Japs Cuan

UST Growling Tigers
- Title: Assistant coach
- League: UAAP

Personal information
- Nationality: Filipino
- Listed height: 5 ft 7 in (1.70 m)

Career information
- High school: UST (Manila)
- College: UST
- PBA draft: 2013: undrafted
- Position: Point guard
- Coaching career: 2009–present

Career history

Coaching
- 2009: UST (assistant/strength and conditioning)
- 2016–2017: Alab Pilipinas (assistant)
- 2023–present: UST (assistant)
- 2023–2024: Iloilo United Royals (assistant)

Career highlights
- UAAP champion (2006);

= Japs Cuan =

Filipino basketball coach

John Paul Cuan is a Filipino professional basketball coach and former collegiate player who is currently an assistant coach for the UST Growling Tigers of the University Athletic Association of the Philippines (UAAP).

== Career ==

=== Playing ===
Cuan played for UST Growling Tigers under Pido Jarencio, and one of his notable years with the team was playing in the finals against Ateneo Blue Eagles in 2006. They won the finals series even though they lost in game 1, the championship was won, as the last was in 1996.

In 2008, in only the third game of the Tigers, he suffered a torn meniscus on his knee which required surgery.
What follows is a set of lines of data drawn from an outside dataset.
// Aggregation Tests for proxydb
// These tests drive the proxy repository through its full pipeline

use proptest::prelude::*;
use proxydb::{AggregatorConfig, CloseMode, Options, ProxyRepo, RepoConfig, SourceItem};
use rand::Rng;
use std::collections::HashMap;
use std::time::Duration;
use tempfile::TempDir;

const WAIT: Duration = Duration::from_secs(5);

fn init_logging() {
    let _ = env_logger::builder().is_test(true).try_init();
}

fn open(dir: &TempDir, max_items: u32, max_bytes: u64) -> ProxyRepo {
    let aggregator = AggregatorConfig {
        max_items_per_aggregate: max_items,
        max_bytes_per_aggregate: max_bytes,
        max_aggregate_age: Duration::from_secs(3600),
        close_mode: CloseMode::AnyThreshold,
    };
    let config = RepoConfig::new(dir.path())
        .options(Options::default().auto_commit(1000, Duration::from_millis(10)))
        .aggregator(aggregator)
        .queue_delete_batch_size(10);
    ProxyRepo::open(config).unwrap()
}

/// Runs sources through examination and aggregation; returns their ids.
fn ingest(repo: &ProxyRepo, feed: u32, sources: &[Vec<u64>]) -> Vec<u64> {
    let mut ids = Vec::new();
    for (n, sizes) in sources.iter().enumerate() {
        let id = repo.add_source(n as u64, feed).unwrap();
        assert_eq!(repo.get_next_source_timeout(WAIT).unwrap(), Some(id));
        let items = sizes.iter().enumerate().map(|(i, size)| SourceItem::new(format!("{}", i), feed, *size)).collect();
        repo.set_source_examined(id, items).unwrap();
        ids.push(id);
    }
    for (&id, sizes) in ids.iter().zip(sources) {
        if sizes.is_empty() {
            continue;
        }
        assert_eq!(repo.get_next_examined_source_timeout(WAIT).unwrap(), Some(id));
        repo.aggregate_source(id).unwrap();
    }
    repo.sync().unwrap();
    ids
}

/// Test that every item lands in exactly one aggregate and totals add up
#[test]
fn test_items_are_accounted_for() {
    init_logging();
    let dir = TempDir::new().unwrap();
    let repo = open(&dir, 5, 1000);
    let feed = repo.get_or_create_feed("TEST-EVENTS", None).unwrap();

    let mut rng = rand::rng();
    let sources: Vec<Vec<u64>> =
        (0..10).map(|_| (0..rng.random_range(1..8)).map(|_| rng.random_range(1..400)).collect()).collect();
    let ids = ingest(&repo, feed, &sources);

    let mut per_aggregate: HashMap<_, (u64, u32)> = HashMap::new();
    for &id in &ids {
        for (_, item) in repo.sources().get_items(id).unwrap() {
            let entry = per_aggregate.entry(item.aggregate.unwrap()).or_default();
            entry.0 += item.byte_size;
            entry.1 += 1;
        }
    }

    let aggregates = repo.aggregates().get_all().unwrap();
    assert_eq!(aggregates.len(), per_aggregate.len());
    for (key, value) in aggregates {
        assert_eq!(per_aggregate[&key], (value.byte_size, value.items));
        assert!(value.items <= 5);
        assert!(value.byte_size <= 1000);
    }
}

/// Test the full forward and delete cycle
#[test]
fn test_forward_and_delete_cycle() {
    init_logging();
    let dir = TempDir::new().unwrap();
    let repo = open(&dir, 2, 1000);
    let feed = repo.get_or_create_feed("TEST-EVENTS", None).unwrap();
    let dest = repo.get_or_create_forward_dest("downstream").unwrap();
    assert_eq!(repo.get_forward_dest(dest).unwrap().unwrap().name, "downstream");

    let ids = ingest(&repo, feed, &[vec![10, 10, 10, 10], vec![]]);

    // The empty source is deletable straight after examination
    let mut deletable = Vec::new();
    while let Some(id) = repo.get_deletable_source_timeout(Duration::from_millis(200)).unwrap() {
        deletable.push(id);
    }
    deletable.sort_unstable();
    assert_eq!(deletable, ids);

    assert_eq!(repo.close_aggregates().unwrap(), 2);
    assert_eq!(repo.close_aggregates().unwrap(), 0);

    for _ in 0..2 {
        let key = repo.get_new_aggregate_timeout(WAIT).unwrap().unwrap();
        repo.set_aggregate_forwarded(&key).unwrap();
    }
    for _ in 0..2 {
        let key = repo.get_deletable_aggregate_timeout(WAIT).unwrap().unwrap();
        assert!(repo.delete_aggregate(&key).unwrap());
    }
    for id in ids {
        assert!(repo.delete_source(id).unwrap());
    }
    repo.sync().unwrap();

    assert_eq!(repo.aggregates().count().unwrap(), 0);
    assert_eq!(repo.sources().count().unwrap(), 0);
}

/// Test that oversized items bypass packing
#[test]
fn test_oversized_items_are_forwarded_alone() {
    init_logging();
    let dir = TempDir::new().unwrap();
    let repo = open(&dir, 10, 100);
    let feed = repo.get_or_create_feed("TEST-EVENTS", None).unwrap();

    ingest(&repo, feed, &[vec![50, 5000, 40]]);

    let key = repo.get_new_aggregate_timeout(WAIT).unwrap().unwrap();
    let value = repo.aggregates().get(&key).unwrap().unwrap();
    assert!(value.complete);
    assert_eq!((value.items, value.byte_size), (1, 5000));

    // The small items share one open aggregate
    let open: Vec<_> = repo.aggregates().get_all().unwrap().into_iter().filter(|(_, v)| !v.complete).collect();
    assert_eq!(open.len(), 1);
    assert_eq!((open[0].1.items, open[0].1.byte_size), (2, 90));
}

/// Test that aggregation state survives a restart
#[test]
fn test_aggregates_survive_restart() {
    init_logging();
    let dir = TempDir::new().unwrap();
    let before = {
        let repo = open(&dir, 3, 1000);
        let feed = repo.get_or_create_feed("TEST-EVENTS", None).unwrap();
        ingest(&repo, feed, &[vec![100, 100]]);
        let all = repo.aggregates().get_all().unwrap();
        repo.close().unwrap();
        all
    };

    let repo = open(&dir, 3, 1000);
    assert_eq!(repo.aggregates().get_all().unwrap(), before);

    // A new item still fits into the reopened aggregate
    let feed = repo.get_or_create_feed("TEST-EVENTS", None).unwrap();
    let key = repo.aggregates().add_item(feed, 100).unwrap();
    assert_eq!(key, before[0].0);

    // New aggregates get fresh disambiguators
    let key = repo.aggregates().add_item(feed, 100).unwrap();
    assert!(key.disambiguator > before[0].0.disambiguator);
}

proptest! {
    #![proptest_config(ProptestConfig::with_cases(8))]

    /// Open aggregates never exceed their bounds, whatever the item sizes.
    #[test]
    fn prop_open_aggregates_respect_bounds(sizes in prop::collection::vec(1u64..300, 1..40)) {
        let dir = TempDir::new().unwrap();
        let repo = open(&dir, 4, 500);
        let feed = repo.get_or_create_feed("TEST-EVENTS", None).unwrap();
        for size in &sizes {
            repo.aggregates().add_item(feed, *size).unwrap();
        }
        repo.sync().unwrap();

        let all = repo.aggregates().get_all().unwrap();
        let total: u64 = all.iter().map(|(_, v)| v.byte_size).sum();
        let items: u32 = all.iter().map(|(_, v)| v.items).sum();
        prop_assert_eq!(total, sizes.iter().sum::<u64>());
        prop_assert_eq!(items as usize, sizes.len());
        for (_, value) in all {
            prop_assert!(value.items <= 4);
            prop_assert!(value.byte_size <= 500);
        }
    }
}
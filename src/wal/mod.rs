//! Write-Ahead Log (WAL) and checkpoint files.
//!
//! The WAL ensures durability by persisting every committed write transaction
//! before its changes become visible in the store. Checkpoints bound the
//! amount of log replayed at startup.
//!
//! ## Files
//!
//! - `NNNNNN.log`: a WAL file, one entry per committed [`WriteBatch`]
//! - `NNNNNN.ckpt`: a full image of the store as of the end of WAL `NNNNNN`
//!
//! Both use the same checksummed, fragment-capable record framing.

pub mod checkpoint;
pub mod reader;
pub mod record;
pub mod writer;

pub use checkpoint::{Checkpoint, CheckpointWriter};
pub use reader::LogReader;
pub use record::{Record, RecordType};
pub use writer::LogWriter;

use crate::error::Result;
use crate::write_batch::WriteBatch;
use std::path::{Path, PathBuf};

/// The active write-ahead log file
pub struct Wal {
    writer: LogWriter,
    number: u64,
}

impl Wal {
    /// Opens (or creates) WAL file `number` in `dir`.
    pub fn open(dir: &Path, number: u64) -> Result<Self> {
        let writer = LogWriter::new(dir.join(wal_filename(number)))?;
        Ok(Self { writer, number })
    }

    /// Appends a committed batch.
    pub fn append_batch(&mut self, batch: &WriteBatch) -> Result<()> {
        self.writer.append(&batch.encode())
    }

    /// Hands buffered entries to the OS.
    pub fn flush(&mut self) -> Result<()> {
        self.writer.flush()
    }

    /// Flushes and fsyncs the WAL.
    pub fn sync(&mut self) -> Result<()> {
        self.writer.sync()
    }

    /// Get the current file size
    pub fn size(&self) -> u64 {
        self.writer.file_size()
    }

    /// File number of this WAL
    pub fn number(&self) -> u64 {
        self.number
    }

    /// Get the path to the WAL file
    pub fn path(&self) -> &Path {
        self.writer.path()
    }

    /// Replays every intact batch of a WAL file whose sequence is above `after`.
    ///
    /// Replay of a file stops at its first damaged record. Returns the number
    /// of batches applied.
    pub fn replay<P, F>(path: P, after: u64, mut apply: F) -> Result<usize>
    where
        P: AsRef<Path>,
        F: FnMut(WriteBatch),
    {
        let path = path.as_ref();
        let mut reader = LogReader::new(path)?;
        let (entries, clean) = reader.recover_all()?;
        if !clean {
            log::warn!("WAL {:?} has a damaged tail after {} bytes", path, reader.position());
        }

        let mut applied = 0;
        for entry in entries {
            let batch = match WriteBatch::decode(&entry) {
                Ok(batch) => batch,
                Err(e) => {
                    log::warn!("Stopping replay of {:?}: {}", path, e);
                    break;
                }
            };
            if batch.sequence() > after {
                apply(batch);
                applied += 1;
            }
        }
        Ok(applied)
    }
}

/// WAL and checkpoint file numbers found in an environment directory.
#[derive(Debug, Default)]
pub struct LogFiles {
    /// WAL file numbers, ascending
    pub wals: Vec<u64>,
    /// Checkpoint file numbers, ascending
    pub checkpoints: Vec<u64>,
}

impl LogFiles {
    /// Scans `dir` for WAL and checkpoint files.
    pub fn scan(dir: &Path) -> Result<Self> {
        let mut files = LogFiles::default();
        for entry in std::fs::read_dir(dir)? {
            let entry = entry?;
            if let Some(name) = entry.file_name().to_str() {
                if let Some(num) = parse_wal_filename(name) {
                    files.wals.push(num);
                } else if let Some(num) = parse_checkpoint_filename(name) {
                    files.checkpoints.push(num);
                }
            }
        }
        files.wals.sort_unstable();
        files.checkpoints.sort_unstable();
        Ok(files)
    }

    /// Highest file number in use.
    pub fn max_number(&self) -> u64 {
        let wal = self.wals.last().copied().unwrap_or(0);
        let ckpt = self.checkpoints.last().copied().unwrap_or(0);
        wal.max(ckpt)
    }
}

/// Generate a WAL filename for a given file number
pub fn wal_filename(number: u64) -> String {
    format!("{:06}.log", number)
}

/// Parse a WAL filename to extract the file number
pub fn parse_wal_filename(filename: &str) -> Option<u64> {
    filename.strip_suffix(".log")?.parse().ok()
}

/// Generate a checkpoint filename for a given file number
pub fn checkpoint_filename(number: u64) -> String {
    format!("{:06}.ckpt", number)
}

/// Parse a checkpoint filename to extract the file number
pub fn parse_checkpoint_filename(filename: &str) -> Option<u64> {
    filename.strip_suffix(".ckpt")?.parse().ok()
}

/// Path of WAL file `number` in `dir`.
pub fn wal_path(dir: &Path, number: u64) -> PathBuf {
    dir.join(wal_filename(number))
}
//! Log reader used during recovery.

use super::record::{Record, RecordType, HEADER_SIZE};
use crate::error::{Error, Result};
use std::fs::File;
use std::io::{BufReader, ErrorKind, Read};
use std::path::Path;

/// Reader reassembling framed entries from a log file
pub struct LogReader {
    reader: BufReader<File>,
    /// Offset just past the last complete entry
    position: u64,
}

impl LogReader {
    /// Open a log file for reading
    pub fn new<P: AsRef<Path>>(path: P) -> Result<Self> {
        let file = File::open(path)?;
        Ok(Self { reader: BufReader::new(file), position: 0 })
    }

    /// Reads the next complete entry, or `None` at a clean end of file.
    ///
    /// A record cut short by the end of the file is reported as corruption.
    pub fn read_next(&mut self) -> Result<Option<Vec<u8>>> {
        let mut assembled: Option<Vec<u8>> = None;
        let mut consumed = 0u64;

        loop {
            let record = match self.read_record(&mut consumed)? {
                Some(record) => record,
                None if assembled.is_some() => {
                    return Err(Error::corruption("EOF while expecting continuation record"));
                }
                None => return Ok(None),
            };

            match (record.record_type, assembled.as_mut()) {
                (RecordType::Full, None) => {
                    self.position += consumed;
                    return Ok(Some(record.data));
                }
                (RecordType::First, None) => assembled = Some(record.data),
                (RecordType::Middle, Some(data)) => data.extend_from_slice(&record.data),
                (RecordType::Last, Some(data)) => {
                    data.extend_from_slice(&record.data);
                    self.position += consumed;
                    return Ok(assembled);
                }
                (record_type, _) => {
                    return Err(Error::corruption(format!(
                        "Unexpected {:?} record at offset {}",
                        record_type, self.position
                    )));
                }
            }
        }
    }

    fn read_record(&mut self, consumed: &mut u64) -> Result<Option<Record>> {
        let mut header = [0u8; HEADER_SIZE];
        match self.read_fully(&mut header)? {
            0 => return Ok(None),
            n if n < HEADER_SIZE => return Err(Error::corruption("Truncated record header")),
            _ => {}
        }

        let (checksum, length, type_byte) = Record::parse_header(&header)?;
        let mut data = vec![0u8; length];
        if self.read_fully(&mut data)? < length {
            return Err(Error::corruption("Truncated record body"));
        }

        *consumed += (HEADER_SIZE + length) as u64;
        Record::decode(checksum, type_byte, data).map(Some)
    }

    /// Fills `buf` as far as the file allows, returning the number of bytes read.
    fn read_fully(&mut self, buf: &mut [u8]) -> Result<usize> {
        let mut filled = 0;
        while filled < buf.len() {
            match self.reader.read(&mut buf[filled..]) {
                Ok(0) => break,
                Ok(n) => filled += n,
                Err(e) if e.kind() == ErrorKind::Interrupted => continue,
                Err(e) => return Err(Error::Io(e)),
            }
        }
        Ok(filled)
    }

    /// Offset just past the last complete entry
    pub fn position(&self) -> u64 {
        self.position
    }

    /// Reads every entry up to the end of the file or the first damaged record.
    ///
    /// Returns the entries and whether the file ended cleanly.
    pub fn recover_all(&mut self) -> Result<(Vec<Vec<u8>>, bool)> {
        let mut entries = Vec::new();

        loop {
            match self.read_next() {
                Ok(Some(data)) => entries.push(data),
                Ok(None) => return Ok((entries, true)),
                Err(Error::Corruption(msg)) => {
                    log::warn!("Log corruption at offset {}: {}", self.position, msg);
                    return Ok((entries, false));
                }
                Err(Error::ChecksumMismatch { expected, actual }) => {
                    log::warn!(
                        "Log checksum mismatch at offset {}: expected {:#x}, got {:#x}",
                        self.position,
                        expected,
                        actual
                    );
                    return Ok((entries, false));
                }
                Err(e) => return Err(e),
            }
        }
    }
}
He was able to return in the second round while playing limited minutes. He graduated in the same year with business administration course.

He applied for PBA draft in 2013, but went undrafted.

=== Coaching ===
In 2016, he became an assistant coach for Alab Pilipinas.

In 2023, Cuan was tapped as an assistant coach by his alma mater when his former mentor Jarencio was re-hired as head coach.

Cuan was also served as an assistant coach for the Iloilo United Royals with his brother.

== Personal ==
He is the brother of former De La Salle Green Archer and UAAP champion, Mac Cuan.